Corn oil, for example, fetches around $.30-.34 per pound with a FFA of around 1%. While this feedstock is incredibly easy to process, its usage equates to a variable cost of ($.30 x 8lb = $2.40 per gallon)(8lb = 1 gallon).
With operational costs ranging from $.42-.53 and diesel rack prices nearing $3.11, there isn't much room for profit margins or excess funds to recoup the plant's initial capital cost. However, with the current federal tax credit biodiesel producers can remain competitive if they sell the biodiesel for $3.11($2.40+.45= 2.85, $3.11-2.85+1.00= $1.20 profit per gallon).
The story is even more appealing when we cut feedstock costs. Take yellow grease, for example. When the FFA exceeds >20% the cost drops to under $.15. With these prices a producer could refine biodiesel for half the cost($.15 x 8lb = $1.20+.45= $1.65, $3.11-1.65+1.00= $2.46 profit per gallon). Note: these numbers exclude the Oklahoma $.25 tax credit as well as the $.50 federal BTU sludge tax credit.
One final thought on numbers. The company which I shall mention shortly will have a combined annual capacity online by Q2 2008 of 70 million gallons. Interestingly, all of the feed stocks and refined biodiesel are already locked up in contracts signed last year. This means that as of next year they will be netting close to $172,200,000. Given the 109,998,692 shares outstanding and an industry average P/E, the company should post an EPS of $.64 and a PPS of $6.34(9.9x.64).

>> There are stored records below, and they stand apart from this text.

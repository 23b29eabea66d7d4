//! # Port Plan
//!
//! The ordered list of `(protocol, port)` pairs a sweep asks nmap about.
//!
//! The same [`PortPlan`] produces both the nmap `-p` argument and the CSV
//! header, so the header columns and the scanned ports always share one order:
//! every TCP port in list order, then every UDP port in list order.

use std::fmt;
use std::str::FromStr;

use crate::error::{Result, SweepError};

/// TCP ports probed when no list is given: common IT services plus industrial
/// control protocols (S7, Modbus, BACnet, OPC UA, EtherNet/IP, ...).
pub const DEFAULT_TCP_PORTS: &[u16] = &[
    21, 22, 23, 25, 80, 102, 104, 111, 135, 137, 400, 401,
    402, 443, 502, 545, 771, 777, 808, 1023, 1025, 1026, 1027, 1029,
    1089, 1090, 1091, 1101, 1217, 1330, 1331, 1332, 1433, 1883, 2074, 2075,
    2076, 2077, 2078, 2079, 2101, 2102, 2222, 2223, 2308, 2323, 2404, 2700,
    2947, 3060, 3250, 3306, 3389, 3622, 4120, 4121, 4122, 4123, 4124, 4125,
    4241, 4242, 4322, 4410, 4445, 4446, 4502, 4503, 4592, 4840, 4843, 5000,
    5159, 5241, 5413, 5450, 5457, 5458, 5481, 5500, 5501, 5502, 5503, 5504,
    5505, 5506, 5507, 5508, 5509, 5560, 5800, 5900, 6002, 6543, 7579, 7580,
    7600, 7700, 7710, 7720, 7721, 7722, 7723, 8080, 8081, 8083, 8087, 8443,
    9001, 9090, 9111, 9999, 10110, 10651, 12233, 12293, 12299, 12397, 12399, 12401,
    14000, 18245, 18246, 19999, 20000, 20222, 21379, 27017, 28017, 34962, 34963, 34964,
    38080, 40000, 44818, 46822, 46823, 46824, 47808, 49281, 50523, 50777, 54321, 57176,
    58723, 60093,
];

/// UDP ports probed when no list is given.
pub const DEFAULT_UDP_PORTS: &[u16] = &[
    22, 23, 67, 68, 69, 104, 111, 123, 135, 137, 161, 502,
    1023, 1089, 1090, 1091, 1883, 2101, 2102, 2222, 3306, 3389, 3622, 4840,
    4843, 5000, 10110, 10260, 11234, 17185, 20034, 28017, 34962, 34963, 34964, 40000,
    44818, 47808, 48899, 55000, 55001, 55002, 55003,
];

#[derive(Debug, Clone, Copy, PartialEq, Eq, Hash, PartialOrd, Ord)]
pub enum Protocol {
    Tcp,
    Udp,
}

impl Protocol {
    pub fn as_str(&self) -> &'static str {
        match self {
            Protocol::Tcp => "tcp",
            Protocol::Udp => "udp",
        }
    }

    /// Prefix nmap expects in a mixed `-p` specification.
    fn nmap_prefix(&self) -> &'static str {
        match self {
            Protocol::Tcp => "T",
            Protocol::Udp => "U",
        }
    }
}

impl fmt::Display for Protocol {
    fn fmt(&self, f: &mut fmt::Formatter<'_>) -> fmt::Result {
        f.write_str(self.as_str())
    }
}

impl FromStr for Protocol {
    type Err = SweepError;

    fn from_str(s: &str) -> Result<Self> {
        match s.trim().to_ascii_lowercase().as_str() {
            "tcp" => Ok(Protocol::Tcp),
            "udp" => Ok(Protocol::Udp),
            other => Err(SweepError::config(format!("unknown protocol '{other}'"))),
        }
    }
}

/// `(protocol, port)` pairs in the order nmap reports them: TCP before UDP,
/// ascending within each protocol, each port once.
#[derive(Debug, Clone, PartialEq, Eq)]
pub struct PortPlan {
    entries: Vec<(Protocol, u16)>,
}

impl PortPlan {
    pub fn new(tcp: &[u16], udp: &[u16]) -> Self {
        let mut entries: Vec<(Protocol, u16)> = tcp
            .iter()
            .map(|port| (Protocol::Tcp, *port))
            .chain(udp.iter().map(|port| (Protocol::Udp, *port)))
            .collect();
        entries.sort_unstable();
        entries.dedup();
        Self { entries }
    }

    /// Builds a plan from two comma separated lists such as `"22,80,8000-8002"`.
    ///
    /// Fails when a list entry is not a port or port range, or when both lists
    /// are empty.
    pub fn parse(tcp: &str, udp: &str) -> Result<Self> {
        Self::checked(parse_port_list(tcp)?, parse_port_list(udp)?)
    }

    /// Same as [`PortPlan::parse`], except that a side given as `None` falls
    /// back to its built-in list.
    pub fn with_defaults(tcp: Option<&str>, udp: Option<&str>) -> Result<Self> {
        let tcp_ports: Vec<u16> = match tcp {
            Some(list) => parse_port_list(list)?,
            None => DEFAULT_TCP_PORTS.to_vec(),
        };
        let udp_ports: Vec<u16> = match udp {
            Some(list) => parse_port_list(list)?,
            None => DEFAULT_UDP_PORTS.to_vec(),
        };
        Self::checked(tcp_ports, udp_ports)
    }

    fn checked(tcp_ports: Vec<u16>, udp_ports: Vec<u16>) -> Result<Self> {
        if tcp_ports.is_empty() && udp_ports.is_empty() {
            return Err(SweepError::config("no TCP or UDP ports to scan"));
        }
        Ok(Self::new(&tcp_ports, &udp_ports))
    }

    pub fn entries(&self) -> &[(Protocol, u16)] {
        &self.entries
    }

    pub fn ports(&self, protocol: Protocol) -> impl Iterator<Item = u16> + '_ {
        self.entries
            .iter()
            .filter(move |(proto, _)| *proto == protocol)
            .map(|(_, port)| *port)
    }

    pub fn has(&self, protocol: Protocol) -> bool {
        self.ports(protocol).next().is_some()
    }

    pub fn len(&self) -> usize {
        self.entries.len()
    }

    pub fn is_empty(&self) -> bool {
        self.entries.is_empty()
    }

    /// The nmap `-p` argument, e.g. `T:22,80,U:53`. An empty side is left out.
    pub fn nmap_spec(&self) -> String {
        [Protocol::Tcp, Protocol::Udp]
            .into_iter()
            .filter(|protocol| self.has(*protocol))
            .map(|protocol| {
                let ports: Vec<String> = self.ports(protocol).map(|p| p.to_string()).collect();
                format!("{}:{}", protocol.nmap_prefix(), ports.join(","))
            })
            .collect::<Vec<String>>()
            .join(",")
    }

    /// CSV header: `address`, then one `<protocol>/<port>` column per entry.
    pub fn header(&self) -> Vec<String> {
        std::iter::once("address".to_string())
            .chain(
                self.entries
                    .iter()
                    .map(|(protocol, port)| format!("{protocol}/{port}")),
            )
            .collect()
    }
}

impl Default for PortPlan {
    fn default() -> Self {
        Self::new(DEFAULT_TCP_PORTS, DEFAULT_UDP_PORTS)
    }
}

/// Parses `"21,22,8000-8002"` into ports. Order and repeats are left to
/// [`PortPlan::new`].
pub fn parse_port_list(list: &str) -> Result<Vec<u16>> {
    let mut ports: Vec<u16> = Vec::new();

    for part in list.split(',') {
        let part: &str = part.trim();
        if part.is_empty() {
            continue;
        }

        match part.split_once('-') {
            Some((start, end)) => {
                let start: u16 = parse_port(start)?;
                let end: u16 = parse_port(end)?;
                if start > end {
                    return Err(SweepError::config(format!(
                        "port range '{part}' ends before it starts"
                    )));
                }
                ports.extend(start..=end);
            }
            None => ports.push(parse_port(part)?),
        }
    }

    Ok(ports)
}

fn parse_port(s: &str) -> Result<u16> {
    match s.trim().parse::<u16>() {
        Ok(0) => Err(SweepError::config("port 0 cannot be scanned")),
        Ok(port) => Ok(port),
        Err(e) => Err(SweepError::config(format!("invalid port '{}': {e}", s.trim()))),
    }
}

// ╔════════════════════════════════════════════╗
// ║ ████████╗███████╗███████╗████████╗███████╗ ║
// ║ ╚══██╔══╝██╔════╝██╔════╝╚══██╔══╝██╔════╝ ║
// ║    ██║   █████╗  ███████╗   ██║   ███████╗ ║
// ║    ██║   ██╔══╝  ╚════██║   ██║   ╚════██║ ║
// ║    ██║   ███████╗███████║   ██║   ███████║ ║
// ║    ╚═╝   ╚══════╝╚══════╝   ╚═╝   ╚══════╝ ║
// ╚════════════════════════════════════════════╝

These numbers, although estimations indicate an extreme discount when compared to current market valuations.
As I mentioned before the company, Nova Biosource Fuels, Inc. (NBF) isn't talking about doing it; they are doing it. Currently, the company is in various stages of permitting and building three refineries for their own portfolio with the capacity to process 25 various feed stocks into biodiesel which meet and exceeds ASTM D 6751 standards.
Why do I believe this company will succeed? Aside from the hurdles of finding funding and pioneering new technology, I look to management. Who is running the company and why? When concerning quality, NBF boosts one of the most impressive micro cap management lineups I have ever seen. Interestingly, they are all high caliber ex-oil men originating from the likes of Texaco, Halliburton Energy Services, Vanco Energy, Mobil Exploration, and Kerr-McGee Chemical.
The next question is why? Why are all of these ex-oil executives and presidents running a $300 million micro cap start-up? Basic speculation brings me to a logical answer. Big oil is in the business of making money. They have been 'banking coin' for years and they will continue to do so for many more to come. So to answer my question, the real reason these men choose NBF is they know its technology enables them to produce biodiesel and do so economically.
Disclosure: The author owns shares of NBF.